Climate warming suppresses abundant soil fungal taxa and reduces soil carbon efflux in a semi-arid grassland

Soil microorganisms critically affect the ecosystem carbon (C) balance and C-climate feedback by directly controlling organic C decomposition and indirectly regulating nutrient availability for plant C fixation. However, the effects of climate change drivers such as warming, precipitation change on soil microbial communities, and C dynamics remain poorly understood. Using a long-term field warming and precipitation manipulation in a semi-arid grassland on the Loess Plateau and a complementary incubation experiment, here we show that warming and rainfall reduction differentially affect the abundance and composition of bacteria and fungi, and soil C efflux. Warming significantly reduced the abundance of fungi but not bacteria, increasing the relative dominance of bacteria in the soil microbial community. In particular, warming shifted the community composition of abundant fungi in favor of oligotrophic Capnodiales and Hypocreales over potential saprotroph Archaeorhizomycetales. Also, precipitation reduction increased soil total microbial biomass but did not significantly affect the abundance or diversity of bacteria. Furthermore, the community composition of abundant, but not rare, soil fungi was significantly correlated with soil CO2 efflux. Our findings suggest that alterations in the fungal community composition, in response to changes in soil C and moisture, dominate the microbial responses to climate change and thus control soil C dynamics in semi-arid grasslands. Semi-arid grasslands play a critical role in the global carbon (C) cycle and C-climate feedback. Understanding the responses of soil microorganisms to warming and rainfall change is key to evaluating and predicting soil C dynamics in semi-arid grasslands under future climate change scenarios.
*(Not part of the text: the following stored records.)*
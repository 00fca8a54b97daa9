//! Display refresh background task

use std::{sync::Arc, time::Duration};
use tokio::{
    io::{AsyncWrite, AsyncWriteExt},
    sync::broadcast::error::RecvError,
    time::MissedTickBehavior,
};
use tracing::{debug, error, info, warn};

use crate::{control::StatusSnapshot, state::SharedTracker};

/// How frames are written to the output
#[derive(Debug, Clone, Copy, PartialEq, Eq)]
pub enum DisplayMode {
    /// One line rewritten in place with a carriage return
    Text,
    /// One JSON snapshot per line
    Json,
}

/// Writes snapshots to an output, skipping frames that would look identical
pub struct DisplayAdapter<W> {
    out: W,
    mode: DisplayMode,
    last_frame: Option<(String, bool)>,
}

impl<W: AsyncWrite + Unpin> DisplayAdapter<W> {
    /// Create an adapter writing to `out`
    pub fn new(out: W, mode: DisplayMode) -> Self {
        Self {
            out,
            mode,
            last_frame: None,
        }
    }

    /// Write a snapshot unless it matches the previous frame
    pub async fn render(&mut self, snapshot: &StatusSnapshot) -> Result<(), String> {
        let frame = (snapshot.display.clone(), snapshot.running);
        if self.last_frame.as_ref() == Some(&frame) {
            return Ok(());
        }

        let bytes = match self.mode {
            DisplayMode::Text => {
                let marker = if snapshot.running { ">" } else { "||" };
                format!("\r{} {:<2}", snapshot.display, marker)
            }
            DisplayMode::Json => format!("{}\n", snapshot.to_json_line()?),
        };

        self.out.write_all(bytes.as_bytes()).await
            .map_err(|e| format!("Failed to write display frame: {}", e))?;
        self.out.flush().await
            .map_err(|e| format!("Failed to flush display: {}", e))?;

        self.last_frame = Some(frame);
        Ok(())
    }

    /// End the in-place line so later output starts on a fresh one
    pub async fn finish(&mut self) -> Result<(), String> {
        if self.mode == DisplayMode::Text && self.last_frame.is_some() {
            self.out.write_all(b"\n").await
                .map_err(|e| format!("Failed to write display frame: {}", e))?;
            self.out.flush().await
                .map_err(|e| format!("Failed to flush display: {}", e))?;
        }
        Ok(())
    }
}

/// Background task that redraws the stopwatch.
///
/// Samples on every tick while running, and once after each command so stop
/// and reset freeze or clear the display right away.
pub async fn display_refresh_task<W>(
    state: Arc<SharedTracker>,
    refresh: Duration,
    mut display: DisplayAdapter<W>,
) where
    W: AsyncWrite + Unpin,
{
    info!("Starting display refresh task at {:?} per frame", refresh);

    let mut state_rx = state.subscribe();
    let mut interval = tokio::time::interval(refresh);
    interval.set_missed_tick_behavior(MissedTickBehavior::Skip);

    match state.snapshot() {
        Ok(snapshot) => {
            if let Err(e) = display.render(&snapshot).await {
                error!("{}", e);
                return;
            }
        }
        Err(e) => warn!("Failed to take initial snapshot: {}", e),
    }

    loop {
        let snapshot = tokio::select! {
            _ = interval.tick() => {
                match state.is_running() {
                    Ok(true) => {}
                    Ok(false) => continue,
                    Err(e) => {
                        warn!("Failed to read running state: {}", e);
                        continue;
                    }
                }
                match state.snapshot() {
                    Ok(snapshot) => snapshot,
                    Err(e) => {
                        warn!("Failed to sample stopwatch: {}", e);
                        continue;
                    }
                }
            }

            received = state_rx.recv() => {
                match received {
                    Ok(snapshot) => {
                        debug!("Display received state change: {:?}", snapshot.last_command);
                        snapshot
                    }
                    Err(RecvError::Lagged(skipped)) => {
                        warn!("Display skipped {} state changes", skipped);
                        continue;
                    }
                    Err(RecvError::Closed) => {
                        info!("State change channel closed, stopping display");
                        break;
                    }
                }
            }
        };

        if let Err(e) = display.render(&snapshot).await {
            error!("{}", e);
            break;
        }
    }
}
Our study showed that warming induced a shift in the abundant fungal community, favoring oligotrophic fungi (i.e., Capnodiales and Hypocreales) over the potential saprotrophic Archaeorhizomycetales, and reduced C efflux. These findings advance our understanding of soil microbial and C responses to climate change drivers and may help predict and possibly manage soil C sequestration in semi-arid grasslands.